━━ Data provided ━━
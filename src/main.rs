mod audit;
mod cli;
mod config;
mod dispatch;
mod error;
mod escalation;
mod export;
mod roster;
mod ui;
mod workflow;

use std::path::Path;

use anyhow::{Context, Result};
use clap::Parser;
use tokio::sync::watch;

use audit::AuditStore;
use cli::{Cli, Command};
use config::RagtrackConfig;
use dispatch::{AnyNotifier, Dispatcher};
use escalation::EscalationPolicy;
use roster::{Employee, Roster};
use workflow::{SubmissionPipeline, SubmissionRequest};

#[tokio::main]
async fn main() {
    let cli = Cli::parse();
    init_logging(cli.verbose);

    if let Err(e) = run(cli).await {
        eprintln!("Error: {e}");
        std::process::exit(1);
    }
}

fn init_logging(verbose: bool) {
    let filter = if verbose { "debug" } else { "warn" };
    env_logger::Builder::from_env(env_logger::Env::default().default_filter_or(filter)).init();
}

async fn run(cli: Cli) -> Result<()> {
    let config = RagtrackConfig::load()?;

    match cli.command {
        Command::Search { query } => {
            let roster = load_roster(&cli.roster)?;
            let hits = roster.search(&query);
            if hits.is_empty() {
                println!("No employee found with that name or ID.");
            } else {
                ui::print_employees(hits);
            }
        }
        Command::Submit {
            query,
            status,
            comment,
            use_first,
        } => {
            submit(&cli.roster, &config, query, status.into(), comment, use_first).await?;
        }
        Command::History => {
            let store = AuditStore::open(Path::new(&config.audit_path))?;
            ui::print_history(&store.snapshot());
        }
        Command::Export { out } => {
            let store = AuditStore::open(Path::new(&config.audit_path))?;
            let bytes = export::render_audit_json(&store.snapshot())?;
            std::fs::write(&out, bytes)
                .with_context(|| format!("failed to write export file {out}"))?;
            println!("Audit log exported to {out}");
        }
        Command::Report { query, out } => {
            let roster = load_roster(&cli.roster)?;
            let rows = export::report_selection(roster.search(&query), &roster);
            let csv = export::render_roster_csv(rows);
            std::fs::write(&out, csv)
                .with_context(|| format!("failed to write report file {out}"))?;
            println!("Employee report written to {out}");
        }
        Command::Demo => demo(&config).await?,
    }

    Ok(())
}

fn load_roster(path: &str) -> Result<Roster> {
    let bytes =
        std::fs::read(path).with_context(|| format!("failed to read roster file {path}"))?;
    Ok(Roster::from_csv_bytes(&bytes)?)
}

/// Cancellation wired to Ctrl-C: in-flight notification targets are
/// reported as cancelled instead of being dropped.
fn cancel_on_ctrl_c() -> watch::Receiver<bool> {
    let (tx, rx) = watch::channel(false);
    tokio::spawn(async move {
        if tokio::signal::ctrl_c().await.is_ok() {
            log::warn!("cancellation requested, aborting in-flight dispatch");
            let _ = tx.send(true);
        }
    });
    rx
}

async fn submit(
    roster_path: &str,
    config: &RagtrackConfig,
    query: String,
    status: audit::RagStatus,
    comment: String,
    use_first: bool,
) -> Result<()> {
    let roster = load_roster(roster_path)?;
    let store = AuditStore::open(Path::new(&config.audit_path))?;
    let policy = EscalationPolicy::from_config(config);
    let dispatcher = Dispatcher::from_config(AnyNotifier::from_config(config), config);
    let pipeline = SubmissionPipeline::new(&roster, &store, &policy, &dispatcher);

    let progress = ui::SubmitProgress::start(&query);
    let request = SubmissionRequest {
        query,
        status,
        comment,
        use_first,
    };

    match pipeline.submit(request, cancel_on_ctrl_c()).await {
        Ok(outcome) => {
            progress.complete(&outcome);
            progress.print_outcome(&outcome);
            Ok(())
        }
        Err(e) => {
            progress.fail(&e);
            Err(e.into())
        }
    }
}

/// Embedded demo: a small fixed roster, an in-memory store and
/// simulated delivery, exercising both the Red and the Green path.
async fn demo(config: &RagtrackConfig) -> Result<()> {
    let roster = Roster::new(vec![
        Employee {
            id: "123".into(),
            name: "John Doe".into(),
            manager_name: "Jane Smith".into(),
            email: "john.doe@company.com".into(),
        },
        Employee {
            id: "456".into(),
            name: "Mary Major".into(),
            manager_name: "Jane Smith".into(),
            email: "mary.major@company.com".into(),
        },
    ]);
    let store = AuditStore::in_memory();
    let policy = EscalationPolicy::from_config(config);
    let dispatcher = Dispatcher::from_config(dispatch::ConsoleNotifier, config);
    let pipeline = SubmissionPipeline::new(&roster, &store, &policy, &dispatcher);

    for (query, status, comment) in [
        ("John Doe", audit::RagStatus::Red, "needs support"),
        ("Mary Major", audit::RagStatus::Green, "on track"),
    ] {
        let progress = ui::SubmitProgress::start(query);
        let request = SubmissionRequest {
            query: query.to_string(),
            status,
            comment: comment.to_string(),
            use_first: false,
        };
        let outcome = pipeline.submit(request, cancel_on_ctrl_c()).await?;
        progress.complete(&outcome);
    }

    println!();
    ui::print_history(&store.snapshot());
    Ok(())
}
use thiserror::Error;

#[derive(Debug, Error)]
pub enum RagtrackError {
    #[error("No employee matched \"{0}\"")]
    NoMatch(String),

    #[error("{matched} employees matched \"{query}\"; pass --use-first to take the first match")]
    AmbiguousMatch { query: String, matched: usize },

    #[error("Validation error: {0}")]
    Validation(#[from] ValidationError),

    #[error("Persistence error: {0}")]
    Persistence(#[from] PersistenceError),

    #[error("Roster format error: {0}")]
    Format(#[from] FormatError),

    #[error("IO error: {0}")]
    Io(#[from] std::io::Error),

    #[error("JSON error: {0}")]
    Json(#[from] serde_json::Error),

    #[error("TOML parse error: {0}")]
    Toml(#[from] toml::de::Error),
}

/// Business-rule rejections. Raised before anything is persisted;
/// the caller can correct the input and resubmit.
#[derive(Debug, Error, PartialEq, Eq)]
pub enum ValidationError {
    #[error("comment must not be empty")]
    EmptyComment,

    #[error("\"{0}\" is not a RAG status (expected Red, Amber or Green)")]
    InvalidStatus(String),
}

/// Storage-layer faults from the audit store. Never raised for
/// business-rule violations — those are rejected earlier as
/// [`ValidationError`].
#[derive(Debug, Error)]
pub enum PersistenceError {
    #[error("audit log write failed: {0}")]
    Write(#[source] std::io::Error),

    #[error("audit log read failed: {0}")]
    Read(#[source] std::io::Error),

    #[error("corrupt audit log at line {line}: {source}")]
    Corrupt {
        line: usize,
        #[source]
        source: serde_json::Error,
    },

    #[error("record encoding failed: {0}")]
    Encode(#[source] serde_json::Error),
}

/// Roster ingestion failures. A malformed payload never partially
/// populates the roster index.
#[derive(Debug, Error, PartialEq, Eq)]
pub enum FormatError {
    #[error("roster payload is not valid UTF-8")]
    Encoding,

    #[error("roster payload has no header row")]
    MissingHeader,

    #[error("required column \"{0}\" is missing from the roster header")]
    MissingColumn(String),

    #[error("unparsable roster row at line {line}: {reason}")]
    Row { line: usize, reason: String },
}

/// A single delivery attempt failure from a notification transport.
#[derive(Debug, Error)]
pub enum TransportError {
    #[error("HTTP error: {0}")]
    Http(#[from] reqwest::Error),

    #[error("sink returned status {status}: {message}")]
    Rejected { status: u16, message: String },
}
━━━
## What to produce
Write out every line of the listing that holds the word "await".

## Task answer
    if let Err(e) = run(cli).await {
            submit(&cli.roster, &config, query, status.into(), comment, use_first).await?;
        Command::Demo => demo(&config).await?,
        if tokio::signal::ctrl_c().await.is_ok() {
    match pipeline.submit(request, cancel_on_ctrl_c()).await {
        let outcome = pipeline.submit(request, cancel_on_ctrl_c()).await?;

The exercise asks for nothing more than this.